**WHAT TO DO**
Set down the data again in full, keeping every line exactly as it is.

**DATASET EXTRACT**
use super::*;

#[test]
fn build_sorts_entries_by_path() {
    let inputs = vec![
        ManifestInput {
            relative_path: PathBuf::from("b.txt"),
            hash: "bb".into(),
            size: 2,
            mtime: None,
        },
        ManifestInput {
            relative_path: PathBuf::from("a.txt"),
            hash: "aa".into(),
            size: 1,
            mtime: None,
        },
    ];
    let manifest = build(Path::new("/root"), &inputs, 16, Utc::now());
    assert_eq!(manifest.files[0].path, "a.txt");
    assert_eq!(manifest.files[1].path, "b.txt");
    assert_eq!(manifest.total_bytes, 3);
    assert_eq!(manifest.file_count, 2);
}

#[test]
fn write_then_read_roundtrips() {
    let dir = tempfile::tempdir().unwrap();
    let path = dir.path().join("manifest.json");
    let inputs = vec![ManifestInput {
        relative_path: PathBuf::from("a.txt"),
        hash: "aa".into(),
        size: 1,
        mtime: Some(Utc::now()),
    }];
    let manifest = build(dir.path(), &inputs, 16, Utc::now());
    write(&manifest, &path).unwrap();

    let read_back = read(&path).unwrap();
    assert_eq!(read_back.file_count, 1);
    assert_eq!(read_back.files[0].hash, "aa");
}

#[test]
fn paths_use_forward_slashes() {
    let inputs = vec![ManifestInput {
        relative_path: PathBuf::from("sub").join("a.txt"),
        hash: "aa".into(),
        size: 1,
        mtime: None,
    }];
    let manifest = build(Path::new("/root"), &inputs, 16, Utc::now());
    assert!(!manifest.files[0].path.contains('\\'));
    assert_eq!(manifest.files[0].path, "sub/a.txt");
}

**RESPONSE TO THE TASK**
use super::*;

#[test]
fn build_sorts_entries_by_path() {
    let inputs = vec![
        ManifestInput {
            relative_path: PathBuf::from("b.txt"),
            hash: "bb".into(),
            size: 2,
            mtime: None,
        },
        ManifestInput {
            relative_path: PathBuf::from("a.txt"),
            hash: "aa".into(),
            size: 1,
            mtime: None,
        },
    ];
    let manifest = build(Path::new("/root"), &inputs, 16, Utc::now());
    assert_eq!(manifest.files[0].path, "a.txt");
    assert_eq!(manifest.files[1].path, "b.txt");
    assert_eq!(manifest.total_bytes, 3);
    assert_eq!(manifest.file_count, 2);
}

#[test]
fn write_then_read_roundtrips() {
    let dir = tempfile::tempdir().unwrap();
    let path = dir.path().join("manifest.json");
    let inputs = vec![ManifestInput {
        relative_path: PathBuf::from("a.txt"),
        hash: "aa".into(),
        size: 1,
        mtime: Some(Utc::now()),
    }];
    let manifest = build(dir.path(), &inputs, 16, Utc::now());
    write(&manifest, &path).unwrap();

    let read_back = read(&path).unwrap();
    assert_eq!(read_back.file_count, 1);
    assert_eq!(read_back.files[0].hash, "aa");
}

#[test]
fn paths_use_forward_slashes() {
    let inputs = vec![ManifestInput {
        relative_path: PathBuf::from("sub").join("a.txt"),
        hash: "aa".into(),
        size: 1,
        mtime: None,
    }];
    let manifest = build(Path::new("/root"), &inputs, 16, Utc::now());
    assert!(!manifest.files[0].path.contains('\\'));
    assert_eq!(manifest.files[0].path, "sub/a.txt");
}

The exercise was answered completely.